● Material for this exercise:
______

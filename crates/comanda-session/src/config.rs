//! Engine configuration.
//!
//! Configuration is loaded from environment variables with fallback to defaults.

use std::env;
use std::path::PathBuf;
use std::time::Duration;

use comanda_db::DbConfig;
use serde::{Deserialize, Serialize};
use ts_rs::TS;

/// How a settle records payment.
#[derive(Debug, Clone, Copy, PartialEq, Eq, Default, Serialize, Deserialize, TS)]
#[ts(export)]
#[serde(rename_all = "snake_case")]
pub enum SettlementMode {
    /// Mark every pending order of the session as paid.
    #[default]
    MarkPaid,
    /// Additionally write one settlement order carrying the frozen total.
    Consolidated,
}

impl std::str::FromStr for SettlementMode {
    type Err = ConfigError;

    fn from_str(s: &str) -> Result<Self, Self::Err> {
        match s.trim().to_ascii_lowercase().as_str() {
            "mark_paid" => Ok(SettlementMode::MarkPaid),
            "consolidated" => Ok(SettlementMode::Consolidated),
            _ => Err(ConfigError::InvalidValue("COMANDA_SETTLEMENT_MODE".to_string())),
        }
    }
}

/// Engine configuration.
#[derive(Debug, Clone)]
pub struct EngineConfig {
    /// SQLite database file (or `:memory:`)
    pub database_path: PathBuf,

    /// Pool size
    pub max_connections: u32,

    /// How long a writer waits on another writer's lock
    pub busy_timeout: Duration,

    /// Deadline for a whole operation; expiry rolls the transaction back
    pub operation_timeout: Duration,

    /// Settlement mode used when a request does not pick one
    pub settlement_mode: SettlementMode,

    /// Orders placed by waiters wait for a cashier's approval
    pub waiter_orders_need_approval: bool,
}

impl Default for EngineConfig {
    fn default() -> Self {
        EngineConfig {
            database_path: PathBuf::from("./comanda.db"),
            max_connections: 5,
            busy_timeout: Duration::from_millis(5000),
            operation_timeout: Duration::from_millis(10_000),
            settlement_mode: SettlementMode::MarkPaid,
            waiter_orders_need_approval: false,
        }
    }
}

impl EngineConfig {
    /// Load configuration from environment variables.
    pub fn from_env() -> Result<Self, ConfigError> {
        Self::from_lookup(|key| env::var(key).ok())
    }

    /// Load configuration from any key lookup (environment, file, test map).
    pub fn from_lookup<F>(lookup: F) -> Result<Self, ConfigError>
    where
        F: Fn(&str) -> Option<String>,
    {
        let defaults = EngineConfig::default();

        let config = EngineConfig {
            database_path: lookup("COMANDA_DATABASE_PATH")
                .map(PathBuf::from)
                .unwrap_or(defaults.database_path),

            max_connections: lookup("COMANDA_MAX_CONNECTIONS")
                .map(|v| v.parse())
                .transpose()
                .map_err(|_| ConfigError::InvalidValue("COMANDA_MAX_CONNECTIONS".to_string()))?
                .unwrap_or(defaults.max_connections),

            busy_timeout: parse_millis(&lookup, "COMANDA_BUSY_TIMEOUT_MS")?
                .unwrap_or(defaults.busy_timeout),

            operation_timeout: parse_millis(&lookup, "COMANDA_OPERATION_TIMEOUT_MS")?
                .unwrap_or(defaults.operation_timeout),

            settlement_mode: lookup("COMANDA_SETTLEMENT_MODE")
                .map(|v| v.parse())
                .transpose()?
                .unwrap_or(defaults.settlement_mode),

            waiter_orders_need_approval: lookup("COMANDA_WAITER_ORDERS_NEED_APPROVAL")
                .map(|v| parse_bool(&v))
                .transpose()?
                .unwrap_or(defaults.waiter_orders_need_approval),
        };

        if config.max_connections == 0 {
            return Err(ConfigError::InvalidValue("COMANDA_MAX_CONNECTIONS".to_string()));
        }
        if config.operation_timeout.is_zero() {
            return Err(ConfigError::InvalidValue(
                "COMANDA_OPERATION_TIMEOUT_MS".to_string(),
            ));
        }

        Ok(config)
    }

    /// Database settings derived from this configuration.
    pub fn db_config(&self) -> DbConfig {
        if self.database_path.as_os_str() == ":memory:" {
            return DbConfig::in_memory().busy_timeout(self.busy_timeout);
        }
        DbConfig::new(&self.database_path)
            .max_connections(self.max_connections)
            .busy_timeout(self.busy_timeout)
    }
}

fn parse_millis<F>(lookup: &F, key: &str) -> Result<Option<Duration>, ConfigError>
where
    F: Fn(&str) -> Option<String>,
{
    lookup(key)
        .map(|v| {
            v.trim()
                .parse::<u64>()
                .map(Duration::from_millis)
                .map_err(|_| ConfigError::InvalidValue(key.to_string()))
        })
        .transpose()
}

fn parse_bool(value: &str) -> Result<bool, ConfigError> {
    match value.trim().to_ascii_lowercase().as_str() {
        "1" | "true" | "yes" | "on" => Ok(true),
        "0" | "false" | "no" | "off" => Ok(false),
        _ => Err(ConfigError::InvalidValue(
            "COMANDA_WAITER_ORDERS_NEED_APPROVAL".to_string(),
        )),
    }
}

/// Configuration error types.
#[derive(Debug, thiserror::Error)]
pub enum ConfigError {
    #[error("Invalid value for {0}")]
    InvalidValue(String),
}

#[cfg(test)]
mod tests {
    use super::*;
    use std::collections::HashMap;

    fn lookup(pairs: &[(&str, &str)]) -> impl Fn(&str) -> Option<String> {
        let map: HashMap<String, String> = pairs
            .iter()
            .map(|(k, v)| (k.to_string(), v.to_string()))
            .collect();
        move |key| map.get(key).cloned()
    }

    #[test]
    fn test_defaults() {
        let config = EngineConfig::from_lookup(lookup(&[])).unwrap();
        assert_eq!(config.database_path, PathBuf::from("./comanda.db"));
        assert_eq!(config.max_connections, 5);
        assert_eq!(config.busy_timeout, Duration::from_millis(5000));
        assert_eq!(config.operation_timeout, Duration::from_millis(10_000));
        assert_eq!(config.settlement_mode, SettlementMode::MarkPaid);
        assert!(!config.waiter_orders_need_approval);
    }

    #[test]
    fn test_overrides() {
        let config = EngineConfig::from_lookup(lookup(&[
            ("COMANDA_DATABASE_PATH", "/data/floor.db"),
            ("COMANDA_MAX_CONNECTIONS", "8"),
            ("COMANDA_BUSY_TIMEOUT_MS", "250"),
            ("COMANDA_OPERATION_TIMEOUT_MS", "1500"),
            ("COMANDA_SETTLEMENT_MODE", "consolidated"),
            ("COMANDA_WAITER_ORDERS_NEED_APPROVAL", "yes"),
        ]))
        .unwrap();

        assert_eq!(config.database_path, PathBuf::from("/data/floor.db"));
        assert_eq!(config.max_connections, 8);
        assert_eq!(config.busy_timeout, Duration::from_millis(250));
        assert_eq!(config.operation_timeout, Duration::from_millis(1500));
        assert_eq!(config.settlement_mode, SettlementMode::Consolidated);
        assert!(config.waiter_orders_need_approval);

        let db = config.db_config();
        assert_eq!(db.max_connections, 8);
        assert_eq!(db.busy_timeout, Duration::from_millis(250));
    }

    #[test]
    fn test_invalid_values() {
        let err = EngineConfig::from_lookup(lookup(&[("COMANDA_MAX_CONNECTIONS", "many")]))
            .unwrap_err();
        assert_eq!(err.to_string(), "Invalid value for COMANDA_MAX_CONNECTIONS");

        assert!(EngineConfig::from_lookup(lookup(&[("COMANDA_SETTLEMENT_MODE", "cash")])).is_err());
        assert!(
            EngineConfig::from_lookup(lookup(&[("COMANDA_OPERATION_TIMEOUT_MS", "0")])).is_err()
        );
        assert!(EngineConfig::from_lookup(lookup(&[(
            "COMANDA_WAITER_ORDERS_NEED_APPROVAL",
            "maybe"
        )]))
        .is_err());
    }
}
//! # comanda-session: Table Session & Running-Bill Engine
//!
//! Owns every state change of a restaurant table and every write to the
//! order ledger that goes with it.
//!
//! ## Lifecycle
//! ```text
//!            open / add_order                request_bill
//!   ┌──────┐ ──────────────────► ┌──────────┐ ───────────► ┌────────────────┐
//!   │ Free │                     │ Occupied │              │ PendingPayment │
//!   └──────┘ ◄────────────────── └──────────┘              └────────────────┘
//!      ▲  ▲        liberate           │                            │
//!      │  └───────────────────────────┼──── settle / liberate ─────┘
//!      │                              │
//!      │   set_table_availability     │ transfer_line / transfer_order
//!   ┌──┴──────────────────────┐       ▼ (free destinations open)
//!   │ Reserved / Maintenance  │   another table
//!   └─────────────────────────┘
//! ```
//!
//! ## Operation Shape
//! ```text
//! validate ─► begin_write ─► lock tables (ascending id) ─► check state
//!          ─► write ledger ─► recompute cached total ─► commit ─► publish
//! ```
//!
//! Each operation is one transaction bounded by the configured timeout.
//! Events go out only after commit; a failing sink never fails the caller.
//!
//! ## Usage
//!
//! ```rust,ignore
//! use comanda_session::{AddOrderRequest, EngineConfig, TableSessionEngine};
//!
//! let engine = TableSessionEngine::connect(EngineConfig::from_env()?, sink, catalog).await?;
//! engine.add_order(&actor, &table_id, AddOrderRequest::new(lines)).await?;
//! let bill = engine.generate_prebill(&actor, &table_id).await?;
//! ```

// =============================================================================
// Module Declarations
// =============================================================================

pub mod config;
pub mod error;
pub mod model;

mod engine;
mod groups;
mod orders;
mod session;
mod settlement;
mod transfer;

// =============================================================================
// Re-exports
// =============================================================================

pub use config::{ConfigError, EngineConfig, SettlementMode};
pub use engine::TableSessionEngine;
pub use error::{ErrorBody, ErrorCode, PendingOrder, SessionError, SessionResult};
pub use model::*;

// =============================================================================
// Engine Tests (file-backed database)
// =============================================================================

#[cfg(test)]
mod tests {
    use super::*;
    use crate::engine::testing::*;
    use comanda_core::{Money, NewOrderLine};
    use comanda_db::{Database, DbError};
    use std::path::PathBuf;
    use std::time::Duration;

    /// Temporary WAL database, removed on drop.
    struct TempDb {
        path: PathBuf,
    }

    impl TempDb {
        fn new() -> Self {
            let path = std::env::temp_dir().join(format!("comanda-{}.db", uuid::Uuid::new_v4()));
            TempDb { path }
        }

        fn config(&self) -> EngineConfig {
            EngineConfig {
                database_path: self.path.clone(),
                ..EngineConfig::default()
            }
        }
    }

    impl Drop for TempDb {
        fn drop(&mut self) {
            for suffix in ["", "-wal", "-shm"] {
                let mut file = self.path.clone().into_os_string();
                file.push(suffix);
                let _ = std::fs::remove_file(file);
            }
        }
    }

    async fn fixture(config: EngineConfig) -> Fixture {
        let db = Database::new(config.db_config()).await.unwrap();
        Fixture::with_db(db, config)
    }

    #[tokio::test(flavor = "multi_thread", worker_threads = 4)]
    async fn test_concurrent_orders_are_all_counted() {
        let temp = TempDb::new();
        let fx = fixture(temp.config()).await;
        let t1 = fx.table(1).await;

        let mut handles = Vec::new();
        for _ in 0..12 {
            let engine = fx.engine.clone();
            let table_id = t1.clone();
            handles.push(tokio::spawn(async move {
                let request = AddOrderRequest::new(vec![NewOrderLine::new(BURGER, 1)]);
                engine.add_order(&waiter(), &table_id, request).await
            }));
        }
        for handle in handles {
            handle.await.unwrap().unwrap();
        }

        let expected = Money::from_cents(12 * 2500);
        assert_eq!(fx.get(&t1).await.cached_running_total, expected);

        let bill = fx.engine.generate_prebill(&waiter(), &t1).await.unwrap();
        assert_eq!(bill.totals.total, expected);
        assert_eq!(bill.orders.len(), 12);

        // Exactly one of the racing calls opened the table.
        let opened = fx
            .sink
            .events()
            .iter()
            .filter(|e| e.kind() == "table_state_changed")
            .count();
        assert_eq!(opened, 1);
    }

    #[tokio::test(flavor = "multi_thread", worker_threads = 2)]
    async fn test_blocked_writer_times_out_and_leaves_no_trace() {
        let temp = TempDb::new();
        let config = EngineConfig {
            operation_timeout: Duration::from_millis(200),
            busy_timeout: Duration::from_secs(1),
            ..temp.config()
        };
        let fx = fixture(config).await;
        let t1 = fx.table(1).await;

        let blocker = fx.engine.database().begin_write().await.unwrap();
        let err = fx.engine.open(&cashier(), &t1).await.unwrap_err();
        assert!(matches!(
            err,
            SessionError::TransactionFailed {
                source: DbError::TransactionFailed(_)
            }
        ));
        assert_eq!(err.code(), ErrorCode::TransactionFailed);
        blocker.rollback().await.unwrap();

        let table = fx.get(&t1).await;
        assert_eq!(table.state, comanda_core::TableState::Free);
        assert!(fx.sink.events().is_empty());

        // The lock is gone; the same call now goes through.
        let outcome = fx.engine.open(&cashier(), &t1).await.unwrap();
        assert_eq!(outcome.table.state, comanda_core::TableState::Occupied);
    }
}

______

● Exercise directions: For each line of the entries that contains the word "another", make a copy.

● Solution to this problem:
    /// How long a writer waits on another writer's lock
//!   │ Reserved / Maintenance  │   another table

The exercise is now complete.